Fraser Clarke Heston (born February 12, 1955) is an American film director, film producer, screenwriter and actor. He is the son of actors Charlton Heston and Lydia Clarke, and has a sister, Holly Ann Heston.
As a baby, he made his film debut as the infant Moses (his father played the grown Moses) in the Cecil B. DeMille epic The Ten Commandments . [1]
While in the process of writing Wind River, a romantic adventure novel about 19th-century fur trappers, Heston was convinced by producer Martin Shafer to turn the story into a film script. Discovering that film-writing came naturally for him, 22-year-old Heston wrote his first screenplay, The Mountain Men , for Columbia Pictures, which became the feature film.[ citation needed ]
Fraser Heston produced his father's TV adaptation of A Man For All Seasons (1988).
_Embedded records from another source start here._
//! The Value type stored in a subject.
//!
//! Paths only descend through [`Value::Map`]. Every other variant is a leaf,
//! including arrays.

use std::collections::BTreeMap;

use crate::Callable;

/// A keyed container of values. The subject of every engine operation is one
/// of these.
pub type Map = BTreeMap<String, Value>;

/// A value reachable from a subject.
///
/// # Design Notes
///
/// - `Absent` doubles as the sentinel returned for unresolved paths, so a
///   stored `Absent` reads the same as a missing key through
///   [`get_in`](crate::get_in). Use [`is_in`](crate::is_in) to tell them apart.
/// - Uses `BTreeMap` for deterministic key order.
#[derive(Clone, Debug, Default, PartialEq)]
pub enum Value {
    /// No value.
    #[default]
    Absent,
    Bool(bool),
    Integer(i64),
    Float(f64),
    String(String),
    /// Ordered sequence. Never traversed by paths.
    Array(Vec<Value>),
    /// Nested mapping; the only variant paths descend into.
    Map(Map),
    /// A function invocable through [`invoke_in`](crate::invoke_in).
    Function(Callable),
}

impl Value {
    /// Create an empty map.
    pub fn map() -> Self {
        Value::Map(Map::new())
    }

    /// Wrap a closure as a [`Value::Function`].
    pub fn function<F>(func: F) -> Self
    where
        F: Fn(&mut Map, &[Value]) -> Value + Send + Sync + 'static,
    {
        Value::Function(Callable::new(func))
    }

    pub fn is_absent(&self) -> bool {
        matches!(self, Value::Absent)
    }

    pub fn is_map(&self) -> bool {
        matches!(self, Value::Map(_))
    }

    pub fn is_callable(&self) -> bool {
        matches!(self, Value::Function(_))
    }

    pub fn as_map(&self) -> Option<&Map> {
        match self {
            Value::Map(map) => Some(map),
            _ => None,
        }
    }

    pub fn as_map_mut(&mut self) -> Option<&mut Map> {
        match self {
            Value::Map(map) => Some(map),
            _ => None,
        }
    }

    pub fn as_callable(&self) -> Option<&Callable> {
        match self {
            Value::Function(callable) => Some(callable),
            _ => None,
        }
    }

    pub fn as_str(&self) -> Option<&str> {
        match self {
            Value::String(s) => Some(s),
            _ => None,
        }
    }

    pub fn as_i64(&self) -> Option<i64> {
        match self {
            Value::Integer(i) => Some(*i),
            _ => None,
        }
    }
}

// Conversion from common types

impl From<bool> for Value {
    fn from(v: bool) -> Self {
        Value::Bool(v)
    }
}

impl From<i64> for Value {
    fn from(v: i64) -> Self {
        Value::Integer(v)
    }
}

impl From<i32> for Value {
    fn from(v: i32) -> Self {
        Value::Integer(v as i64)
    }
}

impl From<f64> for Value {
    fn from(v: f64) -> Self {
        Value::Float(v)
    }
}

impl From<String> for Value {
    fn from(v: String) -> Self {
        Value::String(v)
    }
}

impl From<&str> for Value {
    fn from(v: &str) -> Self {
        Value::String(v.to_string())
    }
}

impl From<Map> for Value {
    fn from(v: Map) -> Self {
        Value::Map(v)
    }
}

impl From<Callable> for Value {
    fn from(v: Callable) -> Self {
        Value::Function(v)
    }
}

impl<T: Into<Value>> From<Vec<T>> for Value {
    fn from(v: Vec<T>) -> Self {
        Value::Array(v.into_iter().map(Into::into).collect())
    }
}

impl<T: Into<Value>> From<Option<T>> for Value {
    fn from(v: Option<T>) -> Self {
        v.map_or(Value::Absent, Into::into)
    }
}

#[cfg(test)]
mod tests {
    use super::*;

    #[test]
    fn default_is_absent() {
        assert!(Value::default().is_absent());
    }

    #[test]
    fn kind_checks() {
        assert!(Value::map().is_map());
        assert!(!Value::from("x").is_map());
        assert!(Value::function(|_, _| Value::Absent).is_callable());
        assert!(!Value::map().is_callable());
    }

    #[test]
    fn accessors() {
        assert_eq!(Value::from("hi").as_str(), Some("hi"));
        assert_eq!(Value::from(7i64).as_i64(), Some(7));
        assert_eq!(Value::from(true).as_i64(), None);
        assert!(Value::map().as_map().is_some());
        assert!(Value::from(1).as_map().is_none());
        assert!(Value::function(|_, _| Value::Absent).as_callable().is_some());

        let mut v = Value::map();
        v.as_map_mut()
            .unwrap()
            .insert("k".to_string(), Value::from(1));
        assert_eq!(v.as_map().unwrap().get("k"), Some(&Value::Integer(1)));
    }

    #[test]
    fn conversions() {
        assert_eq!(Value::from(3i32), Value::Integer(3));
        assert_eq!(Value::from(1.5), Value::Float(1.5));
        assert_eq!(Value::from(String::from("s")), Value::String("s".into()));
        assert_eq!(
            Value::from(vec![1i64, 2]),
            Value::Array(vec![Value::Integer(1), Value::Integer(2)])
        );
        assert_eq!(Value::from(None::<i64>), Value::Absent);
        assert_eq!(Value::from(Some("x")), Value::from("x"));
    }

    #[test]
    fn functions_compare_by_identity() {
        let f = Callable::new(|_, _| Value::Absent);
        assert_eq!(Value::from(f.clone()), Value::Function(f));
        assert_ne!(
            Value::function(|_, _| Value::Absent),
            Value::function(|_, _| Value::Absent)
        );
    }
}
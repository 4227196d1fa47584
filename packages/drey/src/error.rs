//! Error types for the path engine.

/// Errors raised when a subject does not have the shape an operation expects.
///
/// Paths that fail to normalize are not reported here; operations treat them
/// as paths that do not resolve.
#[derive(Debug, Clone, PartialEq, Eq, thiserror::Error)]
pub enum Error {
    /// `invoke_in` resolved to something that is not a function.
    #[error("Could not find fn to invoke in object path: {}", .keys.join(","))]
    InvocationTarget { keys: Vec<String> },

    /// `update_in` was given a path that does not already exist.
    #[error("Could not find path in object to update: {}", .keys.join(","))]
    UpdatePath { keys: Vec<String> },
}

impl Error {
    /// The keys of the path that failed.
    pub fn keys(&self) -> &[String] {
        match self {
            Error::InvocationTarget { keys } | Error::UpdatePath { keys } => keys,
        }
    }
}
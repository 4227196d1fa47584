//! JSON integration for drey subjects.
//!
//! Load a subject from a JSON object, work on it with the drey operations,
//! and write it back out:
//!
//! ```rust
//! use drey::{get_in, is_in, set_in, Value};
//! use drey_serde::{subject_from_json, subject_to_json};
//! use serde_json::json;
//!
//! let mut subject = subject_from_json(json!({"foo": {"bar": {"baz": "test"}, "gone": null}})).unwrap();
//! assert_eq!(get_in(&subject, "foo.bar.baz"), &Value::from("test"));
//! assert!(is_in(&subject, "foo.gone"));
//!
//! set_in(&mut subject, "foo.bar.baz", Value::from("changed"));
//! assert_eq!(
//!     subject_to_json(subject),
//!     json!({"foo": {"bar": {"baz": "changed"}, "gone": null}})
//! );
//! ```

mod error;
mod json;

pub use error::Error;
pub use json::{json_to_value, subject_from_json, subject_to_json, value_to_json};
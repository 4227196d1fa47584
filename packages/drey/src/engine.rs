//! Read, check, invoke and write values at paths inside a subject.
//!
//! Every operation accepts any [`IntoPath`], so `"foo.bar"` and
//! `["foo", "bar"]` behave identically. A path that normalizes to no keys
//! never resolves.

use tracing::{debug, trace};

use crate::{Error, IntoPath, Map, Path, Value};

static ABSENT: Value = Value::Absent;

/// Walk `keys` through nested maps, stopping at the first missing key or
/// non-map intermediate.
fn lookup<'a>(subject: &'a Map, keys: &[String]) -> Option<&'a Value> {
    let (first, rest) = keys.split_first()?;
    let mut current = subject.get(first)?;
    for key in rest {
        current = match current {
            Value::Map(map) => map.get(key)?,
            _ => return None,
        };
    }
    Some(current)
}

/// Mutable walk to the map holding the final key of a path.
fn parent_mut<'a>(subject: &'a mut Map, parents: &[String]) -> Option<&'a mut Map> {
    let mut current = subject;
    for key in parents {
        current = match current.get_mut(key) {
            Some(Value::Map(map)) => map,
            _ => return None,
        };
    }
    Some(current)
}

/// Normalize a path, logging instead of failing.
fn resolve_path(path: impl IntoPath) -> Option<Path> {
    match path.into_path() {
        Ok(path) => Some(path),
        Err(e) => {
            trace!(error = %e, "path does not resolve");
            None
        }
    }
}

/// Read the value at `path`, or [`Value::Absent`] when it does not resolve.
///
/// # Example
///
/// ```rust
/// use drey::{get_in, set_in, Map, Value};
///
/// let mut subject = Map::new();
/// set_in(&mut subject, "foo.bar.baz", Value::from("test"));
///
/// assert_eq!(get_in(&subject, ["foo", "bar", "baz"]), &Value::from("test"));
/// assert!(get_in(&subject, "bar").is_absent());
/// ```
pub fn get_in<'a>(subject: &'a Map, path: impl IntoPath) -> &'a Value {
    get_in_or(subject, path, &ABSENT)
}

/// Read the value at `path`, or `default` when it does not resolve.
///
/// A stored [`Value::Absent`] is returned as is, not replaced by `default`.
pub fn get_in_or<'a>(subject: &'a Map, path: impl IntoPath, default: &'a Value) -> &'a Value {
    let Some(path) = resolve_path(path) else {
        return default;
    };
    match lookup(subject, path.keys()) {
        Some(value) => value,
        None => {
            trace!(path = %path, "path not found, using default");
            default
        }
    }
}

/// Check whether every key of `path` exists.
///
/// Unlike [`get_in`], this reports a stored [`Value::Absent`] as present.
pub fn is_in(subject: &Map, path: impl IntoPath) -> bool {
    resolve_path(path).is_some_and(|path| lookup(subject, path.keys()).is_some())
}

/// Call the function at `path` with `subject` as its receiver.
///
/// The function's own return value is discarded; the subject is returned so
/// calls can be chained.
///
/// # Errors
///
/// [`Error::InvocationTarget`] if `path` does not resolve to a
/// [`Value::Function`].
pub fn invoke_in<'a>(
    subject: &'a mut Map,
    path: impl IntoPath,
    args: &[Value],
) -> Result<&'a mut Map, Error> {
    let path = resolve_path(path);
    let keys = path.as_ref().map(Path::keys).unwrap_or_default();

    // Cloned out so the subject can be lent to the call.
    let callable = match lookup(subject, keys) {
        Some(Value::Function(callable)) => callable.clone(),
        found => {
            debug!(
                keys = ?keys,
                found = ?found.map(kind),
                "no function to invoke"
            );
            return Err(Error::InvocationTarget {
                keys: keys.to_vec(),
            });
        }
    };

    trace!(keys = ?keys, args = args.len(), "invoking");
    callable.call(subject, args);
    Ok(subject)
}

/// Replace the value at an existing `path`.
///
/// # Errors
///
/// [`Error::UpdatePath`] if any key of `path` is missing, including the last.
pub fn update_in<'a>(
    subject: &'a mut Map,
    path: impl IntoPath,
    value: Value,
) -> Result<&'a mut Map, Error> {
    let Some(path) = resolve_path(path) else {
        return Err(Error::UpdatePath { keys: Vec::new() });
    };
    let (last, parents) = path.split_last();

    match parent_mut(subject, parents).and_then(|parent| parent.get_mut(last)) {
        Some(slot) => *slot = value,
        None => {
            debug!(path = %path, "cannot update missing path");
            return Err(Error::UpdatePath {
                keys: path.into_keys(),
            });
        }
    }
    Ok(subject)
}

/// Assign `value` at `path`, creating maps for missing or non-map
/// intermediates.
pub fn set_in(subject: &mut Map, path: impl IntoPath, value: Value) -> &mut Map {
    let Some(path) = resolve_path(path) else {
        return subject;
    };
    let (last, parents) = path.split_last();
    assign(subject, parents, last, value);
    subject
}

/// Descend through `parents`, building fresh maps where a key is missing or
/// holds a non-map, then insert `value` under `last`.
fn assign(map: &mut Map, parents: &[String], last: &str, value: Value) {
    let Some((key, rest)) = parents.split_first() else {
        map.insert(last.to_string(), value);
        return;
    };

    let slot = map.entry(key.clone()).or_default();
    if let Value::Map(child) = &mut *slot {
        return assign(child, rest, last, value);
    }

    debug!(key = %key, replaced = kind(slot), "creating intermediate map");
    let mut child = Map::new();
    assign(&mut child, rest, last, value);
    *slot = Value::Map(child);
}

fn kind(value: &Value) -> &'static str {
    match value {
        Value::Absent => "absent",
        Value::Bool(_) => "bool",
        Value::Integer(_) => "integer",
        Value::Float(_) => "float",
        Value::String(_) => "string",
        Value::Array(_) => "array",
        Value::Map(_) => "map",
        Value::Function(_) => "function",
    }
}

/// The engine operations as methods on a subject.
///
/// ```rust
/// use drey::{Map, Subject, Value};
///
/// let mut subject = Map::new();
/// subject
///     .set_in("a.b", Value::from(1))
///     .set_in(["a", "c"], Value::from(2));
///
/// assert!(subject.is_in("a.b") && subject.is_in("a.c"));
/// ```
pub trait Subject {
    fn get_in(&self, path: impl IntoPath) -> &Value;
    fn get_in_or<'a>(&'a self, path: impl IntoPath, default: &'a Value) -> &'a Value;
    fn is_in(&self, path: impl IntoPath) -> bool;
    fn invoke_in(&mut self, path: impl IntoPath, args: &[Value]) -> Result<&mut Self, Error>;
    fn update_in(&mut self, path: impl IntoPath, value: Value) -> Result<&mut Self, Error>;
    fn set_in(&mut self, path: impl IntoPath, value: Value) -> &mut Self;
}

impl Subject for Map {
    fn get_in(&self, path: impl IntoPath) -> &Value {
        get_in(self, path)
    }

    fn get_in_or<'a>(&'a self, path: impl IntoPath, default: &'a Value) -> &'a Value {
        get_in_or(self, path, default)
    }

    fn is_in(&self, path: impl IntoPath) -> bool {
        is_in(self, path)
    }

    fn invoke_in(&mut self, path: impl IntoPath, args: &[Value]) -> Result<&mut Self, Error> {
        invoke_in(self, path, args)
    }

    fn update_in(&mut self, path: impl IntoPath, value: Value) -> Result<&mut Self, Error> {
        update_in(self, path, value)
    }

    fn set_in(&mut self, path: impl IntoPath, value: Value) -> &mut Self {
        set_in(self, path, value)
    }
}
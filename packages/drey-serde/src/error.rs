//! Errors for JSON conversions.

/// Errors building a subject from JSON.
#[derive(Debug, Clone, PartialEq, Eq, thiserror::Error)]
pub enum Error {
    /// The top level of a subject document must be an object.
    #[error("expected an object for subject, found {found}")]
    NotAnObject { found: &'static str },
}
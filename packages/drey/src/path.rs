//! Key paths into a nested [`Map`](crate::Map).

use std::fmt;
use std::str::FromStr;

/// Separator between keys in the string form of a path.
pub const DELIMITER: char = '.';

/// Errors related to path construction.
#[derive(Debug, Clone, PartialEq, Eq, thiserror::Error)]
pub enum PathError {
    /// The path has no keys after normalization.
    #[error("path must contain at least one key")]
    Empty,
}

/// A non-empty, ordered sequence of map keys.
///
/// Paths come in two external forms that normalize to the same thing:
///
/// ```rust
/// use drey::Path;
///
/// let dotted = Path::parse("foo.bar.baz").unwrap();
/// let keys = Path::from_keys(["foo", "bar", "baz"]).unwrap();
/// assert_eq!(dotted, keys);
/// ```
#[derive(Clone, Debug, Hash, PartialEq, Eq, PartialOrd, Ord)]
pub struct Path {
    keys: Vec<String>,
}

impl Path {
    /// Parse a dot-delimited string.
    ///
    /// Empty segments are dropped, so `"foo..bar."` is the same path as
    /// `"foo.bar"`.
    pub fn parse(s: &str) -> Result<Self, PathError> {
        Self::from_keys(s.split(DELIMITER).filter(|segment| !segment.is_empty()))
    }

    /// Build a path from keys, kept exactly as given.
    pub fn from_keys<I, K>(keys: I) -> Result<Self, PathError>
    where
        I: IntoIterator<Item = K>,
        K: Into<String>,
    {
        let keys: Vec<String> = keys.into_iter().map(Into::into).collect();
        if keys.is_empty() {
            return Err(PathError::Empty);
        }
        Ok(Path { keys })
    }

    pub fn keys(&self) -> &[String] {
        &self.keys
    }

    pub fn len(&self) -> usize {
        self.keys.len()
    }

    /// Always false for a constructed path.
    pub fn is_empty(&self) -> bool {
        self.keys.is_empty()
    }

    pub fn iter(&self) -> impl Iterator<Item = &String> {
        self.keys.iter()
    }

    /// Split into the final key and the keys leading to its parent map.
    pub fn split_last(&self) -> (&str, &[String]) {
        let (parents, last) = self.keys.split_at(self.keys.len() - 1);
        (&last[0], parents)
    }

    pub fn into_keys(self) -> Vec<String> {
        self.keys
    }
}

impl fmt::Display for Path {
    fn fmt(&self, f: &mut fmt::Formatter<'_>) -> fmt::Result {
        write!(f, "{}", self.keys.join(DELIMITER.to_string().as_str()))
    }
}

impl std::ops::Index<usize> for Path {
    type Output = String;

    fn index(&self, i: usize) -> &Self::Output {
        &self.keys[i]
    }
}

impl FromStr for Path {
    type Err = PathError;

    fn from_str(s: &str) -> Result<Self, Self::Err> {
        Path::parse(s)
    }
}

impl TryFrom<&str> for Path {
    type Error = PathError;

    fn try_from(s: &str) -> Result<Self, Self::Error> {
        Path::parse(s)
    }
}

impl TryFrom<Vec<String>> for Path {
    type Error = PathError;

    fn try_from(keys: Vec<String>) -> Result<Self, Self::Error> {
        Path::from_keys(keys)
    }
}

impl TryFrom<&[&str]> for Path {
    type Error = PathError;

    fn try_from(keys: &[&str]) -> Result<Self, Self::Error> {
        Path::from_keys(keys.iter().copied())
    }
}

impl<const N: usize> TryFrom<[&str; N]> for Path {
    type Error = PathError;

    fn try_from(keys: [&str; N]) -> Result<Self, Self::Error> {
        Path::from_keys(keys)
    }
}

/// Anything the engine accepts as a path.
///
/// Strings are split on [`DELIMITER`]; key sequences are used unchanged.
pub trait IntoPath {
    fn into_path(self) -> Result<Path, PathError>;
}

impl IntoPath for Path {
    fn into_path(self) -> Result<Path, PathError> {
        Ok(self)
    }
}

impl IntoPath for &Path {
    fn into_path(self) -> Result<Path, PathError> {
        Ok(self.clone())
    }
}

impl IntoPath for &str {
    fn into_path(self) -> Result<Path, PathError> {
        Path::parse(self)
    }
}

impl IntoPath for String {
    fn into_path(self) -> Result<Path, PathError> {
        Path::parse(&self)
    }
}

impl IntoPath for &String {
    fn into_path(self) -> Result<Path, PathError> {
        Path::parse(self)
    }
}

impl IntoPath for Vec<String> {
    fn into_path(self) -> Result<Path, PathError> {
        Path::from_keys(self)
    }
}

impl IntoPath for Vec<&str> {
    fn into_path(self) -> Result<Path, PathError> {
        Path::from_keys(self)
    }
}

impl IntoPath for &[&str] {
    fn into_path(self) -> Result<Path, PathError> {
        Path::from_keys(self.iter().copied())
    }
}

impl IntoPath for &[String] {
    fn into_path(self) -> Result<Path, PathError> {
        Path::from_keys(self.iter().cloned())
    }
}

impl<const N: usize> IntoPath for [&str; N] {
    fn into_path(self) -> Result<Path, PathError> {
        Path::from_keys(self)
    }
}

/// Normalize either path form into a [`Path`].
pub fn normalize_path(path: impl IntoPath) -> Result<Path, PathError> {
    path.into_path()
}

/// Build a [`Path`] from a dotted string or a bracketed list of keys.
///
/// Keys in the list form are never split, whatever their count.
///
/// # Example
///
/// ```rust
/// use drey::path;
///
/// assert_eq!(path!("foo.bar"), path!(["foo", "bar"]));
/// assert_eq!(path!(["foo.bar"]).len(), 1);
/// ```
#[macro_export]
macro_rules! path {
    ([$($key:expr),+ $(,)?]) => {
        $crate::Path::from_keys([$($key),+]).expect("invalid path literal")
    };
    ($s:expr) => {
        $crate::Path::parse($s).expect("invalid path literal")
    };
}
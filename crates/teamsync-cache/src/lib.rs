//! # teamsync-cache
//!
//! Query keys and the invalidation seam between the real-time client and
//! whatever owns the cached read results.
//!
//! - **Keys**: [`QueryKey`], an ordered tuple identifying one cached query
//!   (`["all-tasks", workspace]`), with constructors for the well-known keys
//! - **Seam**: [`QueryCache`], the one-method trait the sync client writes
//!   invalidations through
//! - **Store**: [`MemoryQueryCache`], an in-process stale-marking store
//! - **Test double**: [`RecordingCache`], which captures invalidation order
//!   for assertions
//!
//! ## Crate Position
//!
//! Depends on `teamsync-core` for ID types. Depended on by
//! `teamsync-realtime` and the binary.

#![deny(unsafe_code)]

pub mod key;
pub mod store;

pub use key::QueryKey;
pub use store::{CachedEntry, MemoryQueryCache, QueryCache, RecordingCache};
//! # teamsync-tail
//!
//! Diagnostic tail binary — subscribes to one workspace's push-event stream
//! and logs every cache invalidation those events would produce. Useful for
//! checking that a deployment emits task events and that the client maps
//! them to the expected query keys.

#![deny(unsafe_code)]

use std::sync::Arc;
use std::sync::atomic::{AtomicU64, Ordering};

use anyhow::{Context, Result};
use clap::Parser;

use teamsync_cache::{QueryCache, QueryKey};
use teamsync_core::ids::WorkspaceId;
use teamsync_realtime::{RealtimeConfig, SyncClient};

/// Workspace event tail.
#[derive(Parser, Debug)]
#[command(
    name = "teamsync-tail",
    about = "Tail a workspace's push events as cache invalidations"
)]
struct Cli {
    /// Workspace to subscribe to.
    #[arg(long)]
    workspace: String,

    /// API base URL (falls back to `TEAMSYNC_API_BASE_URL`).
    #[arg(long)]
    base_url: Option<String>,

    /// Session cookie sent with the subscription request (falls back to
    /// `TEAMSYNC_SESSION_COOKIE`).
    #[arg(long)]
    session_cookie: Option<String>,

    /// Minimum log level when `RUST_LOG` is unset.
    #[arg(long, default_value = "info")]
    log_level: String,
}

/// Cache seam that logs instead of storing.
///
/// The subscription drives this exactly as it would a real query cache; the
/// running total makes a quiet stream easy to spot.
struct TailCache {
    invalidations: AtomicU64,
}

impl TailCache {
    fn new() -> Self {
        Self {
            invalidations: AtomicU64::new(0),
        }
    }

    fn count(&self) -> u64 {
        self.invalidations.load(Ordering::Relaxed)
    }
}

impl QueryCache for TailCache {
    fn invalidate(&self, key: &QueryKey) {
        let total = self.invalidations.fetch_add(1, Ordering::Relaxed) + 1;
        tracing::info!(key = %key, total, "invalidate");
    }
}

/// Initialize the global tracing subscriber with stderr output.
///
/// `RUST_LOG` takes precedence over the CLI level when set.
fn init_subscriber(level: &str) {
    use tracing_subscriber::EnvFilter;

    let filter = EnvFilter::try_from_default_env().unwrap_or_else(|_| EnvFilter::new(level));

    let subscriber = tracing_subscriber::fmt()
        .with_env_filter(filter)
        .with_target(true)
        .with_writer(std::io::stderr)
        .compact();

    let _ = subscriber.try_init();
}

/// Environment config with CLI flags layered on top.
fn resolve_config(args: &Cli) -> RealtimeConfig {
    let mut config = RealtimeConfig::from_env();
    if let Some(ref base) = args.base_url {
        config.base_url = Some(base.clone());
    }
    if let Some(ref cookie) = args.session_cookie {
        config.session_cookie = Some(cookie.clone());
    }
    config
}

#[tokio::main]
async fn main() -> Result<()> {
    let args = Cli::parse();
    init_subscriber(&args.log_level);

    let config = resolve_config(&args);
    let base = config
        .base_url
        .clone()
        .context("no API base URL: pass --base-url or set TEAMSYNC_API_BASE_URL")?;

    let cache = Arc::new(TailCache::new());
    let mut client = SyncClient::new(config, Arc::clone(&cache) as Arc<dyn QueryCache>);

    let workspace = WorkspaceId::from(args.workspace.as_str());
    tracing::info!(workspace = %workspace, base = %base, "tailing workspace events");
    client.activate(Some(workspace));

    // Wait for shutdown signal
    tokio::signal::ctrl_c()
        .await
        .context("Failed to listen for ctrl-c")?;

    tracing::info!(invalidations = cache.count(), "shutting down");
    client.deactivate();
    Ok(())
}

#[cfg(test)]
mod tests {
    use super::*;
    use clap::Parser;

    #[test]
    fn cli_requires_workspace() {
        let result = Cli::try_parse_from(["teamsync-tail"]);
        assert!(result.is_err());
    }

    #[test]
    fn cli_workspace_only() {
        let cli = Cli::parse_from(["teamsync-tail", "--workspace", "w1"]);
        assert_eq!(cli.workspace, "w1");
        assert_eq!(cli.base_url, None);
        assert_eq!(cli.session_cookie, None);
    }

    #[test]
    fn cli_default_log_level() {
        let cli = Cli::parse_from(["teamsync-tail", "--workspace", "w1"]);
        assert_eq!(cli.log_level, "info");
    }

    #[test]
    fn cli_base_url_flag() {
        let cli = Cli::parse_from([
            "teamsync-tail",
            "--workspace",
            "w1",
            "--base-url",
            "https://api.example.com",
        ]);
        assert_eq!(cli.base_url.as_deref(), Some("https://api.example.com"));
    }

    #[test]
    fn cli_flags_override_env_config() {
        let cli = Cli::parse_from([
            "teamsync-tail",
            "--workspace",
            "w1",
            "--base-url",
            "https://cli.example.com",
            "--session-cookie",
            "session=xyz",
        ]);
        let config = resolve_config(&cli);
        assert_eq!(config.base_url.as_deref(), Some("https://cli.example.com"));
        assert_eq!(config.session_cookie.as_deref(), Some("session=xyz"));
    }

    #[test]
    fn tail_cache_counts_invalidations() {
        let cache = TailCache::new();
        assert_eq!(cache.count(), 0);

        let key = QueryKey::all_tasks(&WorkspaceId::from("w1"));
        cache.invalidate(&key);
        cache.invalidate(&key);
        assert_eq!(cache.count(), 2);
    }

    #[test]
    fn init_subscriber_does_not_panic() {
        // Multiple calls should be safe (no-op after first)
        init_subscriber("warn");
        init_subscriber("debug");
    }
}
He directed his father as Long John Silver in a 1990 adaptation of Treasure Island for TNT and helmed The Crucifer of Blood starring his father as Sherlock Holmes the following year. [2]
After directing 2nd unit work on City Slickers in Spain, Heston directed Needful Things (1993) and Alaska .
Fraser and his wife Marilyn Heston have been married since 1980. The couple has one son, John Alexander Clarke (Jack) Heston (born 1991). [3]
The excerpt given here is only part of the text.